Several of these companies, symbols of American culture in the world, had been doing for a few days the subject of a boycott call on social networkswhile investors began to ask questions.
McDonald’s decided on Tuesday March 8 to temporarily close its 850 restaurants in Russia.
“The situation is extraordinarily difficult for a global brand like ours and there are many considerations to take into account.“, underlined the boss of the fast-food chain, Chris Kempczinski.
The group counts in the country 62,000 employees, that he will continue to pay, and multiple suppliers. Russia represents 9% of its turnover and 3% of its operating profit.
“At the same time, respecting our values means that we cannot ignore the unnecessary human suffering taking place in Ukraine.“, added Chris Kempczinsky.
Mc Donald’s follows suit
Starbucks, which until now has argued that its 130 cafes in Russia were managed under franchise by a Kuwaiti group, finally indicated on Tuesday March 8 that the latter had agreed to temporarily close the establishments bearing its name.
And Coca Cola will suspend its operations in the country. Its competitor PepsiCopresent in Russia for more than 60 years, has chosen to stop selling its soft drinks but to continue to supply foods deemed essential, such as baby powder.
His boss Ramon Laguarta also highlighted the importance of continuing to support its 20,000 employees in the country.
Yum! Brandsincluding some 1,000 restaurants KFC and 50 establishments pizza hut in Russia are almost all managed by independent owners, announced on Monday evening the cessation of its investments in the country.
On Tuesday, the group added that the activity of the KFC restaurants it manages in its own hands was suspended. As for the Pizza Hut franchises, they should be too, Yum! Brands in a statement. The group said that profits from activities in Russia would be redirected to humanitarian actions.
In total, more than 290 large companies with a significant presence in Russia have announced their withdrawal, according to an inventory kept up to date by a team from Yale University.
Around 30 multinationals still remain on the list of companies with significant exposure to Russia.
Some groups may have legitimate reasons to stay, note several ethics and communication experts interviewed by AFP, citing in the first place employee safety.

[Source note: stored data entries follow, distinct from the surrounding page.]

impl LogicalPlanner {
    /// Create a planner over the given catalog
    pub fn new(catalog: Arc<RwLock<Catalog>>) -> Self {
        LogicalPlanner {
            catalog,
            predicates: Vec::new(),
        }
    }

    /// Lower `statement` to a logical operator tree.
    ///
    /// The statement is rewritten in place where subquery unnesting
    /// applies: a rewritten predicate ends up referencing the subquery's
    /// projected column, and its kind changes (IN becomes =, EXISTS
    /// becomes IS NOT NULL).
    pub fn plan_statement(&mut self, statement: &mut Statement) -> PlanResult<OperatorNode> {
        debug!("planning {}", statement);
        self.predicates.clear();
        match statement {
            Statement::Select(select) => self.plan_select(select),
            Statement::Insert(insert) => self.plan_insert(insert),
            Statement::Update(update) => self.plan_update(update),
            Statement::Delete(delete) => self.plan_delete(delete),
            Statement::Copy(copy) => self.plan_copy(copy),
        }
    }

    fn plan_select(&mut self, select: &mut SelectStatement) -> PlanResult<OperatorNode> {
        // Nested SELECTs must not observe the conjuncts of their parents.
        let outer_predicates = std::mem::take(&mut self.predicates);

        let mut plan = match select.from.as_mut() {
            Some(table_ref) => self.plan_table_ref(table_ref)?,
            None => OperatorNode::leaf(LogicalOperator::dummy_get()),
        };

        if let Some(condition) = select.where_clause.as_mut() {
            let mut conjuncts = std::mem::take(&mut self.predicates);
            plan = self.collect_predicates(condition, plan, &mut conjuncts)?;
            self.predicates = conjuncts;
        }
        if !self.predicates.is_empty() {
            let predicates = std::mem::take(&mut self.predicates);
            plan = OperatorNode::new(LogicalOperator::Filter { predicates }, vec![plan]);
        }

        if requires_aggregation(select)? {
            let group_by = select.group_by.clone().unwrap_or_default();
            plan = OperatorNode::new(LogicalOperator::AggregateAndGroupBy { group_by }, vec![plan]);

            if let Some(having) = select.having.as_mut() {
                let mut having_predicates = Vec::new();
                plan = self.collect_predicates(having, plan, &mut having_predicates)?;
                if !having_predicates.is_empty() {
                    plan = OperatorNode::new(
                        LogicalOperator::Filter {
                            predicates: having_predicates,
                        },
                        vec![plan],
                    );
                }
            }
        }

        if select.distinct {
            plan = OperatorNode::new(LogicalOperator::Distinct, vec![plan]);
        }

        if let Some(limit) = &select.limit {
            if limit.limit != -1 {
                let (sort_exprs, sort_directions) = match &select.order_by {
                    Some(order_by) => (order_by.expressions.clone(), order_by.directions.clone()),
                    None => (Vec::new(), Vec::new()),
                };
                plan = OperatorNode::new(
                    LogicalOperator::Limit {
                        offset: limit.offset,
                        limit: limit.limit,
                        sort_exprs,
                        sort_directions,
                    },
                    vec![plan],
                );
            }
        }

        self.predicates = outer_predicates;
        Ok(plan)
    }

    fn plan_table_ref(&mut self, table_ref: &mut TableRef) -> PlanResult<OperatorNode> {
        match table_ref {
            TableRef::Derived { alias, select } => {
                // The alias map is built from the inner projection before
                // lowering so subquery rewrites cannot disturb it.
                let table_alias = alias.to_lowercase();
                let alias_to_expr = select_alias_map(&select.columns);
                let child = self.plan_select(select)?;
                Ok(OperatorNode::new(
                    LogicalOperator::QueryDerivedGet {
                        table_alias,
                        alias_to_expr,
                    },
                    vec![child],
                ))
            }
            TableRef::Join(join) => self.plan_join(join),
            TableRef::CrossProduct(tables) => match tables.as_mut_slice() {
                [] => Err(PlanError::Internal("empty FROM list")),
                [single] => self.plan_table_ref(single),
                [first, rest @ ..] => {
                    // Left-deep tree of condition-free inner joins, in
                    // FROM-list order.
                    let mut plan = self.plan_table_ref(first)?;
                    for table in rest {
                        let right = self.plan_table_ref(table)?;
                        plan = OperatorNode::new(LogicalOperator::InnerJoin, vec![plan, right]);
                    }
                    Ok(plan)
                }
            },
            TableRef::Base(name) => self.plan_base_table(name),
        }
    }

    fn plan_join(&mut self, join: &mut JoinRef) -> PlanResult<OperatorNode> {
        let left = self.plan_table_ref(&mut join.left)?;
        let mut right = self.plan_table_ref(&mut join.right)?;

        let op = match join.join_type {
            JoinType::Inner => {
                // ON conjuncts are absorbed by the enclosing SELECT's filter.
                let mut conjuncts = std::mem::take(&mut self.predicates);
                right = self.collect_predicates(&mut join.condition, right, &mut conjuncts)?;
                self.predicates = conjuncts;
                LogicalOperator::InnerJoin
            }
            JoinType::Outer => LogicalOperator::OuterJoin {
                condition: join.condition.clone(),
            },
            JoinType::Left => LogicalOperator::LeftJoin {
                condition: join.condition.clone(),
            },
            JoinType::Right => LogicalOperator::RightJoin {
                condition: join.condition.clone(),
            },
            JoinType::Semi => LogicalOperator::SemiJoin {
                condition: join.condition.clone(),
            },
        };
        Ok(OperatorNode::new(op, vec![left, right]))
    }

    fn plan_base_table(&self, name: &TableName) -> PlanResult<OperatorNode> {
        let (database, namespace, table) = self.resolve_table(name)?;
        Ok(OperatorNode::leaf(LogicalOperator::Get {
            database,
            namespace,
            table,
            predicates: Vec::new(),
            table_alias: name.alias().to_string(),
            is_for_update: false,
        }))
    }

    fn resolve_table(&self, name: &TableName) -> PlanResult<(DatabaseId, NamespaceId, TableId)> {
        let catalog = self.catalog.read();
        let database = catalog.database_id(name.database.as_deref())?;
        let namespace = catalog.default_namespace_id();
        let table = catalog.table_id(&name.table)?;
        Ok((database, namespace, table))
    }

    fn plan_insert(&mut self, insert: &mut InsertStatement) -> PlanResult<OperatorNode> {
        let (database, namespace, table) = self.resolve_table(&insert.table)?;

        match &mut insert.source {
            InsertSource::Select(select) => {
                let child = self.plan_select(select)?;
                Ok(OperatorNode::new(
                    LogicalOperator::InsertSelect {
                        database,
                        namespace,
                        table,
                    },
                    vec![child],
                ))
            }
            InsertSource::Values { columns, values } => {
                let catalog = self.catalog.read();
                let schema = catalog.table_schema(table)?;
                let column_ids = if columns.is_empty() {
                    conform_implicit_columns(schema, values)?
                } else {
                    conform_explicit_columns(schema, &insert.table.table, columns, values)?
                };
                Ok(OperatorNode::leaf(LogicalOperator::Insert {
                    database,
                    namespace,
                    table,
                    columns: column_ids,
                    values: values.clone(),
                }))
            }
        }
    }

    fn plan_delete(&mut self, delete: &mut DeleteStatement) -> PlanResult<OperatorNode> {
        let (database, namespace, table) = self.resolve_table(&delete.table)?;

        let mut predicates = Vec::new();
        if let Some(condition) = &delete.where_clause {
            extract_predicates(condition, &mut predicates);
        }
        let scan = OperatorNode::leaf(LogicalOperator::Get {
            database,
            namespace,
            table,
            predicates,
            table_alias: delete.table.alias().to_string(),
            is_for_update: true,
        });

        Ok(OperatorNode::new(
            LogicalOperator::Delete {
                database,
                namespace,
                table,
            },
            vec![scan],
        ))
    }

    fn plan_update(&mut self, update: &mut UpdateStatement) -> PlanResult<OperatorNode> {
        let (database, namespace, table) = self.resolve_table(&update.table)?;

        let mut predicates = Vec::new();
        if let Some(condition) = &update.where_clause {
            extract_predicates(condition, &mut predicates);
        }
        let scan = OperatorNode::leaf(LogicalOperator::Get {
            database,
            namespace,
            table,
            predicates,
            table_alias: update.table.alias().to_string(),
            is_for_update: true,
        });

        Ok(OperatorNode::new(
            LogicalOperator::Update {
                database,
                namespace,
                table_alias: update.table.alias().to_string(),
                table,
                updates: update.updates.clone(),
            },
            vec![scan],
        ))
    }

    fn plan_copy(&mut self, copy: &mut CopyStatement) -> PlanResult<OperatorNode> {
        if copy.is_from {
            // Reading a file into a table: an external-file scan as the
            // leaf, an insert as the root.
            let Some(target) = &copy.table else {
                return Err(PlanError::Internal("COPY FROM requires a bound target table"));
            };
            let (database, namespace, table) = self.resolve_table(target)?;
            let source = OperatorNode::leaf(LogicalOperator::ExternalFileGet {
                file: copy.file.clone(),
            });
            Ok(OperatorNode::new(
                LogicalOperator::InsertSelect {
                    database,
                    namespace,
                    table,
                },
                vec![source],
            ))
        } else {
            let child = match (&mut copy.select, &copy.table) {
                (Some(select), _) => self.plan_select(select)?,
                (None, Some(table)) => self.plan_base_table(table)?,
                (None, None) => {
                    return Err(PlanError::Internal("COPY TO requires a table or query source"))
                }
            };
            Ok(OperatorNode::new(
                LogicalOperator::ExportExternalFile {
                    file: copy.file.clone(),
                },
                vec![child],
            ))
        }
    }

    /// Check that every conjunct of `condition` is supported, rewrite
    /// subquery predicates against `plan`, then split and annotate the
    /// result into `sink`
    fn collect_predicates(
        &mut self,
        condition: &mut Expression,
        plan: OperatorNode,
        sink: &mut Vec<AnnotatedExpression>,
    ) -> PlanResult<OperatorNode> {
        let mut atoms = Vec::new();
        split_conjunction(Some(&*condition), &mut atoms);
        if atoms.iter().any(|atom| !is_supported_conjunct(atom)) {
            return Err(PlanError::NotImplemented("predicate shape with subquery"));
        }

        // Rewriting first means the alias annotation sees the projected
        // column a subquery was replaced with.
        let plan = self.rewrite_expression(condition, plan)?;
        extract_predicates(condition, sink);
        Ok(plan)
    }

    /// Walk `expr`, unnesting row subqueries in rewritable positions; the
    /// current plan picks up a join per rewrite
    fn rewrite_expression(
        &mut self,
        expr: &mut Expression,
        mut plan: OperatorNode,
    ) -> PlanResult<OperatorNode> {
        match expr.kind() {
            ExpressionKind::CompareIn => {
                let (next, rewritten) = self.unnest_subquery(expr, 1, plan, false)?;
                plan = next;
                if rewritten {
                    expr.set_kind(ExpressionKind::CompareEqual);
                }
            }
            kind if kind.is_scalar_comparison() => {
                let both_subqueries = matches!(
                    expr.children(),
                    [left, right]
                        if left.kind() == ExpressionKind::RowSubquery
                            && right.kind() == ExpressionKind::RowSubquery
                );
                if both_subqueries {
                    return Err(PlanError::NotImplemented("comparison between two sub-selects"));
                }
                let (next, rewritten) = self.unnest_subquery(expr, 0, plan, true)?;
                plan = next;
                if !rewritten {
                    let (next, _) = self.unnest_subquery(expr, 1, plan, true)?;
                    plan = next;
                }
            }
            ExpressionKind::Exists => {
                let (next, rewritten) = self.unnest_subquery(expr, 0, plan, false)?;
                plan = next;
                if rewritten {
                    expr.set_kind(ExpressionKind::IsNotNull);
                }
            }
            _ => {}
        }

        for child in expr.children_mut() {
            plan = self.rewrite_expression(child, plan)?;
        }
        Ok(plan)
    }

    /// Rewrite the row subquery at `parent.children[slot]` into a join
    /// against `plan`, replacing the slot with the subquery's projected
    /// column. Returns the (possibly new) plan and whether a rewrite
    /// happened; a non-subquery slot is left untouched.
    fn unnest_subquery(
        &mut self,
        parent: &mut Expression,
        slot: usize,
        plan: OperatorNode,
        single_join: bool,
    ) -> PlanResult<(OperatorNode, bool)> {
        let Some(subselect) = parent.child(slot).and_then(Expression::subselect) else {
            return Ok((plan, false));
        };
        if !is_supported_subselect(subselect) {
            return Err(PlanError::NotImplemented("correlated sub-select shape"));
        }
        if subselect.columns.len() != 1 {
            return Err(PlanError::NotImplemented(
                "sub-select with more than one output column",
            ));
        }
        trace!(
            "unnesting sub-select at depth {} into a {} join",
            subselect.depth,
            if single_join { "single" } else { "mark" }
        );

        let mut subselect = subselect.clone();
        let sub_plan = self.plan_select(&mut subselect)?;

        let join = if single_join {
            LogicalOperator::SingleJoin
        } else {
            LogicalOperator::MarkJoin
        };
        let plan = OperatorNode::new(join, vec![plan, sub_plan]);

        parent.replace_child(slot, subselect.columns.swap_remove(0));
        Ok((plan, true))
    }
}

Some companies may be hesitant because they think they can play an intermediary role between the parties or because they manufacture essential products such as pharmaceutical ingredients in the country. Tim Fort, professor of business ethics at Indiana University.
However, he adds,it’s probably a good time to choose a side and it doesn’t seem very difficult to me to do so“.
The decision of one company “not going to tip the scales, but there is an accumulation effect“, advance Tim Strong. And a company as well known as McDonald’s can have a real influence in Russia at a time when the population has almost no access except to the official discourse, which minimizes the scale of the conflict.
“Russians will be able to survive without Big Macs, but they will mostly wonder why McDonald’s is closing, wonder what’s really going on“, says the expert.
Responding to War with Economic Sanctions
For Richard Painter, professor at the University of Minnesotacompanies must think about the message to convey, namely that “Russia cannot start a war in Ukraine while participating in the global economy“.
With the economic sanctions imposed by Western governments, “it is the best way to deal with Russia rather than to confront it militarily”, he asserts.
For Mark Hass, a communications specialist at Arizona State University, the economic interests of companies that have so far chosen not to leave Russia “arguably still outweigh the risks to their reputation“. Some groups may be betting that the criticism will rain down in the short term, before falling.
But, says Mark Hass, “if social media starts identifying you as the company willing to do business with an autocratic abuser who is killing thousands in Ukraine, then the problem escalates and can affect your business far beyond Russia“.